Anayasamızın 2. maddesi, şeriatı doğrudan dışlar. “Türkiye Cumhuriyeti, toplumun huzuru, millî dayanışma ve adalet anlayışı içinde, insan haklarına saygılı, Atatürk milliyetçiliğine bağlı, başlangıçta belirtilen temel ilkelere dayanan, demokratik, laik ve sosyal bir hukuk devletidir.” Bu nedenle laik devletler, şeriatı korunacak kutsal bir değer olarak tanıyamaz.

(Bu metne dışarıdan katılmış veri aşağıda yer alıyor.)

pub mod app_config;
pub mod batch;
pub mod config;
pub mod policy;
pub mod stock;

pub use app_config::{AppConfig, Environment};
pub use batch::{BatchItem, BatchRequest, BatchResponse, BatchResult};
pub use config::{load_app_config, load_app_config_from_env};
pub use policy::AvailabilityPolicy;
pub use stock::{
    is_supported_brand, ErrorKind, ExtractionSource, IdentifierKind, StockCheckResponse,
    StockQuery, VariantAvailability, Verdict, SUPPORTED_BRAND,
};

use thiserror::Error;

#[derive(Debug, Error)]
pub enum ConfigError {
    #[error("invalid value for {var}: {reason}")]
    InvalidEnvVar { var: String, reason: String },
}
//! Availability extraction from product page HTML.
//!
//! Tiers run in order and the first one that produces a signal wins:
//!
//! 1. the embedded `window.zara.viewData` state block ([`state`]);
//! 2. explicit availability flags inside inline scripts ([`heuristic`]);
//! 3. stock phrases in the visible page text ([`heuristic`]).
//!
//! A state block that is present but malformed counts as absent. A state
//! block that parses but lists no sizes ends extraction with `Unknown`.

mod heuristic;
mod state;

use scraper::Html;
use stockcheck_core::{AvailabilityPolicy, ExtractionSource, VariantAvailability, Verdict};

use crate::error::StructuredStateError;

/// Outcome of running the extractor over one page.
#[derive(Debug, Clone, PartialEq, Eq)]
pub struct Extraction {
    pub verdict: Verdict,
    /// Empty unless the structured state block was used.
    pub variants: Vec<VariantAvailability>,
    pub source: ExtractionSource,
    /// Explanation attached to an `Unknown` verdict.
    pub message: Option<String>,
}

/// Runs the extraction tiers over `html`.
#[must_use]
pub fn extract_availability(html: &str, policy: &AvailabilityPolicy) -> Extraction {
    match state::extract_structured_state(html) {
        Ok(state) => {
            let variants = state::collect_variants(&state);
            let verdict = decide_verdict(&variants, policy);
            tracing::debug!(
                variant_count = variants.len(),
                ?verdict,
                "verdict from structured state"
            );
            let message = (verdict == Verdict::Unknown)
                .then(|| "structured state lists no sizes; stock could not be determined".to_string());
            return Extraction {
                verdict,
                variants,
                source: ExtractionSource::StructuredState,
                message,
            };
        }
        Err(StructuredStateError::NotFound) => {
            tracing::debug!("no structured state block; trying heuristics");
        }
        Err(e) => {
            tracing::debug!(error = %e, "structured state unusable; trying heuristics");
        }
    }

    let document = Html::parse_document(html);

    if let Some(signal) = heuristic::scan_script_flags(&document) {
        tracing::debug!(evidence = %signal.evidence, in_stock = signal.in_stock, "verdict from script flag");
        return Extraction {
            verdict: Verdict::from(Some(signal.in_stock)),
            variants: Vec::new(),
            source: ExtractionSource::ScriptFlag,
            message: None,
        };
    }

    if let Some(signal) = heuristic::scan_page_text(&document) {
        tracing::debug!(evidence = %signal.evidence, in_stock = signal.in_stock, "verdict from page text");
        return Extraction {
            verdict: Verdict::from(Some(signal.in_stock)),
            variants: Vec::new(),
            source: ExtractionSource::PageText,
            message: None,
        };
    }

    Extraction {
        verdict: Verdict::Unknown,
        variants: Vec::new(),
        source: ExtractionSource::None,
        message: Some(
            "no structured state, availability flag or stock phrase found on page".to_string(),
        ),
    }
}

/// Reduces variant codes to a verdict: any positive code is `InStock`,
/// entries with none positive are `OutOfStock`, no entries is `Unknown`.
#[must_use]
pub fn decide_verdict(variants: &[VariantAvailability], policy: &AvailabilityPolicy) -> Verdict {
    if variants.is_empty() {
        Verdict::Unknown
    } else if variants
        .iter()
        .any(|v| policy.is_positive(&v.raw_availability_code))
    {
        Verdict::InStock
    } else {
        Verdict::OutOfStock
    }
}

#[cfg(test)]
#[path = "extract_test.rs"]
mod tests;
pub mod checker;
pub mod error;
pub mod extract;
pub mod fetch;
pub mod resolver;
pub mod site;

pub use checker::StockChecker;
pub use error::{FetchError, StructuredStateError};
pub use extract::{extract_availability, Extraction};
pub use fetch::{FetchConfig, FetchedPage, Fetcher, ProxyConfig};
pub use resolver::{find_product_id, resolve_product_id};
pub use site::{normalize_identifier, SiteConfig};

17 Şubat Cumartesi günü İstanbul’da evlenen II. Abdülhamid’in torunu Berna Osmanoğlu’nun nikâh tanıklığını yapan Şevki Yılmaz, yaptığı konuşmada “Osmanlı ile iftihar ediyorum. Osmanlı’yı süren soysuzları da lanetliyorum” diyerek, cumhuriyetin kurucularına hakaret etti. Atatürk’e “Selanik’ten gelen dönme” dedikten sonra beddua ettiği duyuldu. Nikâhın diğer tanıklarından aydın insan taklitlerinin hayran olduğu, Fethullah Gülen’in yakın dostu, kalıptan kalıba giren Prof. Dr. İlber Ortaylı ise, bu hakaret karşısında sessiz kalmıştır. Daha sonra gelen tepkiler üzerine her zamanki gibi kendisine benzeyen yuvarlak açıklamalar yaptı.
Sosyal medya hesabından Farsça bir şiir yayınlayan Avukat Feyza Altun’a; “Feyza hanıma şeriat atak gelmiş” diye yorum yapan birine, Feyza Altun yanıt olarak “Şeriata sokayım” ifadesiyle karşılık vermişti. Bunun üzerine 19 Şubat Pazartesi günü Av. Feyza Altun gözaltına alındı ve Beykoz Cumhuriyet Başsavcılığı tarafından “halkı kin ve düşmanlığa tahrik etme” suçundan soruşturma açılarak, tutuklanması istendi. Avukat Feyza Altun’un yanıtının terbiye sınırlarını aşmış olduğu düşünülse bile, gözaltına alınıp, tutuklanması istemi hukuk dışı bir olaydır. Bu durum Feyza Altun’un mesajı kullanılarak, siyasal İslam’ın hukuka ve devlet yönetimine hakim kılınmasıyla güçlenen tarikat ve cemaatlerin talebidir.
Eşsiz liderimiz Atatürk’e, ulusal değerlerimize, laik ve demokratik cumhuriyetimize, ülkemizin bölünmez bütünlüğüne saldıranlar ve hakaret edenler hakkında işlem yapacak savcı bulunmamaktadır. Günümüzde adliye koridorlarında şeriat sloganları atanlara sessiz kalan savcıların, şeriat karşıtı beyanları nedeniyle bir avukatı gözaltına alması, hukukun siyasallaştığının, yargı bağımsızlığının sona erdiğinin göstergesidir.
Türk demek, kesinlikle Müslüman demek değildir. Türk demek, büyük Atatürk’ün liderliğinde emperyalizme karşı mücadele etmenin, ekonomik ve siyasi tam bağımsızlığı kazanmanın adıdır. Atatürk ve cumhuriyet düşmanlığı yapanlar, hangi ad ve unvan takarlarsa taksınlar emperyalizmin işbirlikçileridir.
Türkiye Cumhuriyeti’ne karşı dini kullanıp isyan başlatan Şeyh Sait, Seyit Rıza gibi hainleri kahraman ilan edenlere, hilafet çığlıkları atanlara, şeriat istemini dile getirenlere, Atatürk’ümüze “soysuz, dönme” diyenlere tepki vermesi gerekenler sessiz kalıyor. Dincilerin hedefleri laik Türkiye Cumhuriyeti’ni yıkmaktır. Bütün bunlar yaşanırken uyumaya devam edenlere sormak gerekir: Laik ve demokratik Türkiye Cumhuriyeti nereye gidiyor?